VBC Associates (“the Applicant”) is a partnership firm in the business of maintenance of the immovable property. The Applicant submitted that for the service of maintenance of the immovable property, they raise an invoice to the tenants, with applicable Goods and Services Tax (“GST”), which is then deposited to the Government by the Applicant on a monthly basis under the SAC 997221 at 18%.

A lease deed was executed between the Applicant as lessor and M/s Nissan Renault Financial Services India Pvt. Ltd. as lessee on August 5, 2021 (“the Lease Deed”) stating that the lessors are the absolute owners of the building at Bazullah Road, Chennai. Further, the Applicant executed an “Energy Wheeling Agreement for Solar Power Plant” dated September 28, 2021, with M/s Tamil Nadu Generation and Distribution Corporation Limited (“TNGDCL”) for the wheeling of solar power plant through transmission and distribution network. The Maintenance agreement was entered on September 27, 2020 (“the Maintenance Agreement”) between the Applicant and tenant wherein the Applicant agreed to provide maintenance service using the infrastructure made available by the lessor in the building and that the Applicant shall pay upfront common electricity charges supported by bills issued by Tamil Nadu electricity board and the tenant will reimburse such payment to the Applicant.

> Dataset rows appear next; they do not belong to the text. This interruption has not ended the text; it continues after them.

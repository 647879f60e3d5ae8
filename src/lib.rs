/*!

  TinyVM is an ARM-inspired register virtual machine with a companion assembler.

  A source program in a small textual assembly dialect is translated into a
  stream of fixed-width 32-bit big-endian instruction words, which a register
  machine interpreter then executes against sixteen 32-bit registers and a flat
  word-addressable memory. The byte stream is the sole contract between the two
  halves:

  ```text
  source text -> [assembler] -> bytecode -> [vm] -> final register/memory state
  ```

  The interesting machinery lives at that contract: a 12-bit rotate-right
  immediate encoding, condition codes carried by a single signed condition word
  rather than processor flags, and a branch model where writing the program
  counter register is the only jump.

*/

#[macro_use] extern crate prettytable;
#[macro_use] extern crate lazy_static;

pub mod assembler;
pub mod bytecode;
pub mod errors;
pub mod vm;

/// Version of the machine, as reported by the command line driver.
pub const VERSION: &str = env!("CARGO_PKG_VERSION");
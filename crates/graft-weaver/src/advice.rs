//! Advice wrapping
//!
//! Advice is a static `()V` method called on entry to selected methods. Each
//! call runs inside its own safety-net region, so a failing advice is
//! reported and the method body still runs.

use crate::safety_net::{SafetyNet, SafetyNetRegion};
use graft_bytecode::descriptor::VOID_DESCRIPTOR;
use graft_bytecode::{
    FieldInfo, Insn, Label, MemberRef, MethodInfo, MethodVisitor, TryCatchBlock, TypeHeader,
    TypeVisitor,
};
use tracing::debug;

/// Which methods to instrument and with what
#[derive(Debug, Clone, PartialEq, Eq)]
pub struct AdviceBinding {
    /// Method name to match
    pub method: String,
    /// Descriptor to match, any overload when `None`
    pub descriptor: Option<String>,
    /// Static `()V` method to call on entry
    pub advice: MemberRef,
}

impl AdviceBinding {
    /// Apply `advice` to every method called `method`
    pub fn new(method: impl Into<String>, advice: MemberRef) -> Self {
        Self {
            method: method.into(),
            descriptor: None,
            advice,
        }
    }

    /// Restrict to one overload
    pub fn with_descriptor(mut self, descriptor: impl Into<String>) -> Self {
        self.descriptor = Some(descriptor.into());
        self
    }

    /// Check the advice reference has the required shape
    pub fn is_valid(&self) -> bool {
        self.advice.descriptor == VOID_DESCRIPTOR && !self.advice.is_constructor()
    }

    /// Whether `method` should be instrumented
    ///
    /// Constructors and methods without code never match.
    pub fn matches(&self, method: &MethodInfo) -> bool {
        !method.is_constructor()
            && !method.is_abstract()
            && method.name == self.method
            && self
                .descriptor
                .as_deref()
                .map_or(true, |d| d == method.descriptor)
    }
}

/// Type visitor applying advice bindings
pub struct AdviceTypeVisitor<'n, V> {
    next: V,
    bindings: Vec<AdviceBinding>,
    safety_net: &'n SafetyNet,
    owner: String,
}

impl<'n, V: TypeVisitor> AdviceTypeVisitor<'n, V> {
    /// Wrap `next`
    pub fn new(next: V, bindings: Vec<AdviceBinding>, safety_net: &'n SafetyNet) -> Self {
        Self {
            next,
            bindings,
            safety_net,
            owner: String::new(),
        }
    }

    /// Unwrap the next stage
    pub fn into_inner(self) -> V {
        self.next
    }
}

impl<V: TypeVisitor> TypeVisitor for AdviceTypeVisitor<'_, V> {
    type Error = V::Error;

    fn visit_header(&mut self, header: &TypeHeader) {
        self.owner = header.name.clone();
        self.next.visit_header(header);
    }

    fn visit_field(&mut self, field: &FieldInfo) {
        self.next.visit_field(field);
    }

    fn visit_method<'a>(&'a mut self, method: &MethodInfo) -> Box<dyn MethodVisitor + 'a> {
        let advice: Vec<MemberRef> = self
            .bindings
            .iter()
            .filter(|binding| binding.matches(method))
            .map(|binding| binding.advice.clone())
            .collect();
        let next = self.next.visit_method(method);
        if advice.is_empty() {
            return next;
        }
        debug!(
            owner = %self.owner,
            method = %method.name,
            descriptor = %method.descriptor,
            advice = advice.len(),
            "applying advice"
        );
        Box::new(AdviceMethodVisitor::new(next, advice, self.safety_net))
    }

    fn visit_end(&mut self) -> Result<(), V::Error> {
        self.next.visit_end()
    }
}

/// Method visitor calling advice, each under a safety net, before the body
pub struct AdviceMethodVisitor<'n, M> {
    next: M,
    advice: Vec<MemberRef>,
    safety_net: &'n SafetyNet,
    at_entry: bool,
    leading: Vec<Insn>,
}

impl<'n, M: MethodVisitor> AdviceMethodVisitor<'n, M> {
    /// Call every member of `advice`, in order, on entry
    pub fn new(next: M, advice: Vec<MemberRef>, safety_net: &'n SafetyNet) -> Self {
        Self {
            next,
            advice,
            safety_net,
            at_entry: false,
            leading: Vec::new(),
        }
    }
}

impl<M: MethodVisitor> MethodVisitor for AdviceMethodVisitor<'_, M> {
    fn new_label(&mut self) -> Label {
        self.next.new_label()
    }

    fn visit_code(&mut self) {
        self.next.visit_code();
        for advice in &self.advice {
            let region = SafetyNetRegion::new(&mut self.next);
            region.open(&mut self.next);
            self.next.visit_insn(Insn::Invokestatic(advice.clone()));
            region.close(&mut self.next, self.safety_net);
        }
        self.at_entry = true;
    }

    fn visit_try_catch(&mut self, block: TryCatchBlock) {
        self.next.visit_try_catch(block);
    }

    fn visit_insn(&mut self, insn: Insn) {
        if self.at_entry {
            match insn {
                Insn::Label(_) => {
                    self.leading.push(insn);
                    return;
                }
                // The prologue already declared a frame at this offset; the
                // body's labels move past the NOP with their frame
                Insn::Frame(_) => self.next.visit_insn(Insn::Nop),
                _ => {}
            }
            self.at_entry = false;
            for label in std::mem::take(&mut self.leading) {
                self.next.visit_insn(label);
            }
        }
        self.next.visit_insn(insn);
    }

    fn visit_end(&mut self) {
        for label in std::mem::take(&mut self.leading) {
            self.next.visit_insn(label);
        }
        self.next.visit_end();
    }
}
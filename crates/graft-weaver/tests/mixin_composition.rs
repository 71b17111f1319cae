//! Mixin composition end to end: weave, verify, load and run

mod common;

use common::*;
use graft_bytecode::{
    access, disassemble, verify_type, Frame, Insn, MemberRef, TypeBuilder, TypeNode, VType,
};
use graft_vm::Value;
use graft_weaver::{
    DirectoryResolver, InMemoryResolver, MixinDescription, TransformPlan, Transformer,
    TypeDescriptor, WeaveError,
};
use std::sync::Arc;

fn counting_plan() -> TransformPlan {
    TransformPlan::new().mixin(
        MixinDescription::new(TypeDescriptor::class(COUNTING)).with_initializer("bump"),
    )
}

fn woven() -> Vec<u8> {
    Transformer::new(Arc::new(resolver()))
        .transform(&widget(), &counting_plan())
        .unwrap()
}

#[test]
fn test_initializer_placement() {
    let node = TypeNode::decode(&woven()).unwrap();
    let bump = Insn::Invokevirtual(MemberRef::new(WIDGET, "bump", "()V"));

    let delegating: Vec<_> = node.method("<init>", "()V").unwrap().code().collect();
    assert!(!delegating.contains(&&bump));

    let real: Vec<_> = node.method("<init>", "(I)V").unwrap().code().collect();
    assert_eq!(real.iter().filter(|i| ***i == bump).count(), 1);
    assert_eq!(real[real.len() - 3], &Insn::Aload(0));
    assert_eq!(real[real.len() - 2], &bump);
    assert_eq!(real[real.len() - 1], &Insn::Return);
}

#[test]
fn test_initializer_runs_once_per_construction() {
    let (vm, reports) = vm();
    vm.define_type(&woven()).unwrap();

    let widget = vm.instantiate(WIDGET, "()V", &[]).unwrap();
    assert_eq!(vm.get_field(&widget, "count").unwrap(), Value::Int(1));
    assert_eq!(vm.get_field(&widget, "size").unwrap(), Value::Int(0));

    let sized = vm.instantiate(WIDGET, "(I)V", &[Value::Int(5)]).unwrap();
    assert_eq!(vm.get_field(&sized, "count").unwrap(), Value::Int(1));
    assert_eq!(vm.get_field(&sized, "size").unwrap(), Value::Int(5));
    assert!(reports.take().is_empty());
}

#[test]
fn test_copied_methods_run_against_target() {
    let (vm, _) = vm();
    vm.define_type(&woven()).unwrap();
    let widget = vm.instantiate(WIDGET, "()V", &[]).unwrap();

    let returned = vm
        .invoke_virtual(&widget, "touch", "()Ldemo/Widget;", &[])
        .unwrap();
    assert_eq!(returned, Some(widget.clone()));
    let count = vm.invoke_virtual(&widget, "count", "()I", &[]).unwrap();
    assert_eq!(count, Some(Value::Int(2)));
}

#[test]
fn test_donor_name_fully_replaced() {
    let node = TypeNode::decode(&woven()).unwrap();
    assert_eq!(verify_type(&node), Ok(()));

    let text = disassemble(&node);
    assert!(!text.contains(COUNTING), "{}", text);
    assert!(node.method("touch", "()Ldemo/Widget;").is_some());
    for name in ["bump", "count", "touch"] {
        assert!(node.methods.iter().any(|m| m.info.name == name));
    }
    assert!(node.field("count").is_some());
    // the donor's constructor is never copied
    assert_eq!(
        node.methods.iter().filter(|m| m.info.is_constructor()).count(),
        2
    );
}

#[test]
fn test_plain_mixin_leaves_constructors_alone() {
    let plan = TransformPlan::new().mixin(MixinDescription::new(TypeDescriptor::class(COUNTING)));
    let out = Transformer::new(Arc::new(resolver()))
        .transform(&widget(), &plan)
        .unwrap();

    let (vm, _) = vm();
    vm.define_type(&out).unwrap();
    let widget = vm.instantiate(WIDGET, "()V", &[]).unwrap();
    assert_eq!(vm.get_field(&widget, "count").unwrap(), Value::Int(0));
}

#[test]
fn test_missing_donor_aborts() {
    let transformer = Transformer::new(Arc::new(InMemoryResolver::new()));
    let err = transformer.transform(&widget(), &counting_plan()).unwrap_err();
    assert!(matches!(err, WeaveError::DonorNotFound(name) if name == COUNTING));
}

#[test]
fn test_missing_initializer_aborts() {
    let plan = TransformPlan::new().mixin(
        MixinDescription::new(TypeDescriptor::class(COUNTING)).with_initializer("reset"),
    );
    let err = Transformer::new(Arc::new(resolver()))
        .transform(&widget(), &plan)
        .unwrap_err();
    assert!(matches!(err, WeaveError::MissingInitializer { .. }));
}

#[test]
fn test_donor_from_directory() {
    let dir = tempfile::tempdir().unwrap();
    let path = DirectoryResolver::image_path(dir.path(), COUNTING);
    std::fs::create_dir_all(path.parent().unwrap()).unwrap();
    std::fs::write(&path, counting()).unwrap();

    let transformer = Transformer::new(Arc::new(DirectoryResolver::new(dir.path())));
    let out = transformer.transform(&widget(), &counting_plan()).unwrap();
    assert_eq!(out, woven());
}

#[test]
fn test_composing_twice_duplicates_members() {
    let plan = TransformPlan::new()
        .mixin(MixinDescription::new(TypeDescriptor::class(COUNTING)))
        .mixin(MixinDescription::new(TypeDescriptor::class(COUNTING)));
    let transformer = Transformer::with_config(
        Arc::new(resolver()),
        &graft_weaver::WeaveConfig {
            verify_output: false,
            ..Default::default()
        },
    );
    let node = TypeNode::decode(&transformer.transform(&widget(), &plan).unwrap()).unwrap();
    assert_eq!(node.fields.iter().filter(|f| f.name == "count").count(), 2);
}

/// `Widget(int)` as in the shared fixture, plus a `Widget()` given by `body`
fn widget_with(body: impl FnOnce(&mut graft_bytecode::MethodBuilder)) -> Vec<u8> {
    TypeBuilder::new(WIDGET)
        .field(access::PRIVATE, "size", "I")
        .field(access::PRIVATE, "next", "Ldemo/Widget;")
        .method(access::PUBLIC, "<init>", "()V", body)
        .method(access::PUBLIC, "<init>", "(I)V", |m| {
            m.emit(Insn::Aload(0))
                .emit(object_init())
                .emit(Insn::Aload(0))
                .emit(Insn::Iload(1))
                .emit(Insn::Putfield(MemberRef::new(WIDGET, "size", "I")))
                .emit(Insn::Return);
        })
        .to_bytes()
        .unwrap()
}

fn count_after_construction(target: &[u8]) -> (graft_vm::Vm, Value) {
    let out = Transformer::new(Arc::new(resolver()))
        .transform(target, &counting_plan())
        .unwrap();
    let (vm, _) = vm();
    vm.define_type(&out).unwrap();
    let widget = vm.instantiate(WIDGET, "()V", &[]).unwrap();
    (vm, widget)
}

#[test]
fn test_building_another_instance_is_not_delegation() {
    // Widget() { super(); this.next = new Widget(5); }
    let target = widget_with(|m| {
        m.emit(Insn::Aload(0))
            .emit(object_init())
            .emit(Insn::Aload(0))
            .emit(Insn::New(WIDGET.into()))
            .emit(Insn::Dup)
            .emit(Insn::Iconst(5))
            .emit(Insn::Invokespecial(MemberRef::new(WIDGET, "<init>", "(I)V")))
            .emit(Insn::Putfield(MemberRef::new(WIDGET, "next", "Ldemo/Widget;")))
            .emit(Insn::Return);
    });
    let (vm, widget) = count_after_construction(&target);

    assert_eq!(vm.get_field(&widget, "count").unwrap(), Value::Int(1));
    let inner = vm.get_field(&widget, "next").unwrap();
    assert_eq!(vm.get_field(&inner, "count").unwrap(), Value::Int(1));
    assert_eq!(vm.get_field(&inner, "size").unwrap(), Value::Int(5));
}

#[test]
fn test_return_laid_out_before_delegation() {
    // Widget() { goto call; exit: return; call: this(0); goto exit; }
    let target = widget_with(|m| {
        let call = m.new_label();
        let exit = m.new_label();
        m.emit(Insn::Goto(call))
            .label(exit)
            .frame(Frame::Full {
                locals: vec![VType::Object(WIDGET.into())],
                stack: vec![],
            })
            .emit(Insn::Return)
            .label(call)
            .frame(Frame::Full {
                locals: vec![VType::UninitializedThis],
                stack: vec![],
            })
            .emit(Insn::Aload(0))
            .emit(Insn::Iconst(0))
            .emit(Insn::Invokespecial(MemberRef::new(WIDGET, "<init>", "(I)V")))
            .emit(Insn::Goto(exit));
    });
    let (vm, widget) = count_after_construction(&target);

    assert_eq!(vm.get_field(&widget, "count").unwrap(), Value::Int(1));
}
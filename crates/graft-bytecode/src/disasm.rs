//! Human-readable listing of a type
//!
//! Used in test failure messages and debug logging.

use crate::image::access;
use crate::node::{MethodNode, TypeNode};
use std::fmt::Write;

fn flags(bits: u16) -> String {
    const NAMES: [(u16, &str); 8] = [
        (access::PUBLIC, "public"),
        (access::PRIVATE, "private"),
        (access::PROTECTED, "protected"),
        (access::STATIC, "static"),
        (access::FINAL, "final"),
        (access::INTERFACE, "interface"),
        (access::ABSTRACT, "abstract"),
        (access::SYNTHETIC, "synthetic"),
    ];
    NAMES
        .iter()
        .filter(|(bit, _)| bits & bit != 0)
        .map(|(_, name)| format!("{} ", name))
        .collect()
}

/// List a whole type
pub fn disassemble(node: &TypeNode) -> String {
    let mut out = String::new();
    let _ = write!(out, "type {}{}", flags(node.header.access), node.header.name);
    if let Some(super_name) = &node.header.super_name {
        let _ = write!(out, " extends {}", super_name);
    }
    out.push('\n');

    for field in &node.fields {
        let _ = writeln!(out, "  field {}{} {}", flags(field.access), field.name, field.descriptor);
    }
    for method in &node.methods {
        out.push_str(&disassemble_method(method));
    }
    out
}

/// List one method
pub fn disassemble_method(method: &MethodNode) -> String {
    let mut out = String::new();
    let info = &method.info;
    let _ = writeln!(
        out,
        "  method {}{}{}",
        flags(info.access),
        info.name,
        info.descriptor
    );
    for block in &method.try_catch_blocks {
        let _ = writeln!(
            out,
            "    TRYCATCH {} {} {} {}",
            block.start,
            block.end,
            block.handler,
            block.catch_type.as_deref().unwrap_or("any")
        );
    }
    for insn in &method.insns {
        let _ = writeln!(out, "    {}", insn);
    }
    out
}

The Applicant submitted that as per Section 17(5)(c) and (d) of the CGST Act, ITC is not available for works contract services received for construction of the immovable property and for goods and services received for construction of the immovable property. The Applicant stated that solar power plants are not covered under the definition of immovable property as panels are not attached to the earth and are covered under the definition of ‘plant and machinery’, and thus, ITC can be claimed on it.

Issue:

Whether the ITC on solar panels procured and installed is blocked credit under Section 17(5)(c) and (d) of the CGST Act?

Held:

The AAR, Tamil Nadu, in the matter of IN RE: M/S. VBC ASSOCIATES - 2022 (10) TMI 303 - AUTHORITY FOR ADVANCE RULING, TAMILNADU, held as under:

  • Stated that, electrical energy is goods as classified under HSN 2706 and exempted vide Sl. No. 104 of Notification No. 02/2017 Central Tax (Rate) dated June 28, 2017 (“the Goods Rate Notification”) therefore, the solar power panels installed by the Applicant is exempted goods supplied to tenants and consequently, ITC will be ineligible on it as ITC on capital goods used exclusively for the supply of exempted supply is not eligible under Section 17(2) of the CGST Act read with Rule 43(a) of the CGST Rules.
  • Stated that, the Maintenance charges are paid by the Applicant upfront and are reimbursed by the tenants. Therefore, payment of GST on the electricity charges and other charges collected by the Applicant needs to be examined with respect to Rule 33 of the CGST Rules dealing with the value of services in the case of a pure agent.
  • Held that, the Applicant is not eligible to claim ITC as per Section 17(2) of the CGST Act read with Rule 43(a) of the CGST Rules on the goods/services used in the installation of solar power panels, which are considered as plant and machinery.

Relevant provisions:

Section 17(2) of the CGST Act:

“Apportionment of credit and blocked credits:

(2) Where the goods or services or both are used by the registered person partly for effecting taxable supplies including zero-rated supplies under this Act or under the Integrated Goods and Services Tax Act and partly for effecting exempt supplies under the said Acts, the amount of credit shall be restricted to so much of the input tax as is attributable to the said taxable supplies including zero-rated supplies.”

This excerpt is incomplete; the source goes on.